── SUPPLIED DATA ──
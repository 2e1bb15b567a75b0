//! Units of work and the runners that execute them.
//!
//! A [`Unit`] is one worker-binary invocation: a batch of sources sharing a
//! job's flags. A [`Runner`] executes a unit and always produces an
//! [`Outcome`]; launch failures are failed outcomes, not errors.

use std::path::PathBuf;
use std::process::Stdio;
use std::sync::Arc;
use std::time::{Duration, Instant};

use async_trait::async_trait;
use tokio::process::Command;

use crate::job::Flag;
use crate::router::ResourceClass;

/// Argument separating the worker's flags from its sources.
pub const SOURCE_SELECTOR: &str = "-s";

/// One worker-binary invocation.
#[derive(Debug, Clone, PartialEq, Eq)]
pub struct Unit {
    pub sources: Vec<String>,
    /// Shared with every other unit cut from the same job.
    pub flags: Arc<[Flag]>,
    pub class: ResourceClass,
    /// Set on the single-source units produced by splitting a failed batch.
    pub retry: bool,
}

impl Unit {
    pub fn new(sources: Vec<String>, flags: Arc<[Flag]>, class: ResourceClass) -> Self {
        Self {
            sources,
            flags,
            class,
            retry: false,
        }
    }

    pub fn len(&self) -> usize {
        self.sources.len()
    }

    pub fn is_empty(&self) -> bool {
        self.sources.is_empty()
    }

    /// Arguments for the worker: flags, then [`SOURCE_SELECTOR`], then sources.
    pub fn args(&self) -> Vec<String> {
        let mut args = Vec::with_capacity(self.flags.len() * 2 + 1 + self.sources.len());
        args.extend(self.flags.iter().flat_map(Flag::to_args));
        args.push(SOURCE_SELECTOR.to_string());
        args.extend(self.sources.iter().cloned());
        args
    }

    /// `binary` followed by [`Unit::args`], space-separated, for logs.
    pub fn command_line(&self, binary: &str) -> String {
        let mut line = binary.to_string();
        for arg in self.args() {
            line.push(' ');
            line.push_str(&arg);
        }
        line
    }

    /// One retry unit per source, keeping flags and lane.
    pub fn split(&self) -> Vec<Unit> {
        self.sources
            .iter()
            .map(|source| Unit {
                sources: vec![source.clone()],
                flags: Arc::clone(&self.flags),
                class: self.class,
                retry: true,
            })
            .collect()
    }
}

/// Result of running one unit.
#[derive(Debug, Clone)]
pub struct Outcome {
    pub unit: Unit,
    pub success: bool,
    /// Exit status when the process ran to completion.
    pub exit_code: Option<i32>,
    /// Combined captured output, or a description of why nothing ran.
    pub output: String,
    pub elapsed: Duration,
}

impl Outcome {
    pub fn succeeded(unit: Unit, output: String, elapsed: Duration) -> Self {
        Self {
            unit,
            success: true,
            exit_code: Some(0),
            output,
            elapsed,
        }
    }

    pub fn failed(unit: Unit, exit_code: Option<i32>, output: String, elapsed: Duration) -> Self {
        Self {
            unit,
            success: false,
            exit_code,
            output,
            elapsed,
        }
    }
}

/// Executes units.
#[async_trait]
pub trait Runner: Send + Sync + 'static {
    /// Run `unit` to completion. Must not fail: every problem is an [`Outcome`].
    async fn run(&self, unit: &Unit) -> Outcome;
}

/// Runs units by spawning the worker binary.
#[derive(Debug, Clone)]
pub struct ProcessRunner {
    binary: PathBuf,
}

impl ProcessRunner {
    pub fn new(binary: impl Into<PathBuf>) -> Self {
        Self {
            binary: binary.into(),
        }
    }
}

#[async_trait]
impl Runner for ProcessRunner {
    #[tracing::instrument(level = "trace", skip_all, fields(class = %unit.class, sources = unit.len()))]
    async fn run(&self, unit: &Unit) -> Outcome {
        let started = Instant::now();
        let result = Command::new(&self.binary)
            .args(unit.args())
            .stdin(Stdio::null())
            .stdout(Stdio::piped())
            .stderr(Stdio::piped())
            .kill_on_drop(true)
            .output()
            .await;

        match result {
            Ok(output) => {
                let mut combined = String::from_utf8_lossy(&output.stdout).into_owned();
                combined.push_str(&String::from_utf8_lossy(&output.stderr));
                if output.status.success() {
                    Outcome::succeeded(unit.clone(), combined, started.elapsed())
                } else {
                    Outcome::failed(
                        unit.clone(),
                        output.status.code(),
                        combined,
                        started.elapsed(),
                    )
                }
            }
            Err(e) => Outcome::failed(
                unit.clone(),
                None,
                format!("failed to launch {}: {e}", self.binary.display()),
                started.elapsed(),
            ),
        }
    }
}
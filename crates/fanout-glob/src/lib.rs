//! fanout-glob: Glob matching and async file walking.
//!
//! Provides:
//! - **GlobPath**: Path-aware wildcard matching with braces and `**` (globstar)
//! - **FileWalker**: Async recursive directory walker, generic over `WalkerFs`
//!
//! The walker is generic over `WalkerFs`, a minimal read-only filesystem
//! trait, so source expansion can run against the real filesystem or an
//! in-memory one in tests.

mod glob;
mod glob_path;
mod walker;

pub use glob_path::{GlobPath, PatternError};
pub use walker::{EntryTypes, ErrorCallback, FileWalker, WalkOptions};

use async_trait::async_trait;
use std::path::Path;
use thiserror::Error;

/// Errors from filesystem operations within the walker.
#[derive(Debug, Clone, Error)]
pub enum WalkerError {
    #[error("not found: {0}")]
    NotFound(String),
    #[error("permission denied: {0}")]
    PermissionDenied(String),
    #[error("io error: {0}")]
    Io(String),
}

impl WalkerError {
    /// Map an I/O error for `path` onto the walker taxonomy.
    pub fn from_io(path: &Path, err: std::io::Error) -> Self {
        use std::io::ErrorKind;
        let subject = path.display().to_string();
        match err.kind() {
            ErrorKind::NotFound => WalkerError::NotFound(subject),
            ErrorKind::PermissionDenied => WalkerError::PermissionDenied(subject),
            _ => WalkerError::Io(format!("{subject}: {err}")),
        }
    }
}

/// Minimal read-only filesystem abstraction for the walker.
#[async_trait]
pub trait WalkerFs: Send + Sync {
    /// The directory entry type returned by `list_dir`.
    type DirEntry: WalkerDirEntry;

    /// List the entries in a directory.
    async fn list_dir(&self, path: &Path) -> Result<Vec<Self::DirEntry>, WalkerError>;

    /// Check if a path is a directory (following symlinks).
    async fn is_dir(&self, path: &Path) -> bool;

    /// Check if a path exists.
    async fn exists(&self, path: &Path) -> bool;

    /// Check if the path itself is a symbolic link (not following it).
    async fn is_symlink(&self, path: &Path) -> bool;
}

/// A single entry returned by `WalkerFs::list_dir`.
pub trait WalkerDirEntry: Send {
    /// The entry name (not the full path).
    fn name(&self) -> &str;

    /// True if this entry is a directory.
    fn is_dir(&self) -> bool;

    /// True if this entry is a symbolic link.
    fn is_symlink(&self) -> bool;
}
// ABOUTME: Error types for manifest and image operations.
// ABOUTME: Wraps command failures with the reference they concerned.

use super::command::CommandError;

/// Errors from manifest list operations.
#[derive(Debug, thiserror::Error)]
pub enum ManifestError {
    #[error("manifest subcommand unavailable: {0}")]
    Unavailable(#[source] CommandError),

    #[error("manifest {reference}: {source}")]
    Command {
        reference: String,
        #[source]
        source: CommandError,
    },
}

impl ManifestError {
    pub fn command(reference: impl ToString, source: CommandError) -> Self {
        ManifestError::Command {
            reference: reference.to_string(),
            source,
        }
    }
}

/// Errors from image operations.
#[derive(Debug, thiserror::Error)]
pub enum ImageError {
    #[error("pull failed for {reference}: {source}")]
    PullFailed {
        reference: String,
        #[source]
        source: CommandError,
    },
}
───
YOUR INSTRUCTIONS
Out of the records above, pull the lines that include the word "filesystem".

COMPLETED EXERCISE
//! The walker is generic over `WalkerFs`, a minimal read-only filesystem
//! trait, so source expansion can run against the real filesystem or an
/// Errors from filesystem operations within the walker.
/// Minimal read-only filesystem abstraction for the walker.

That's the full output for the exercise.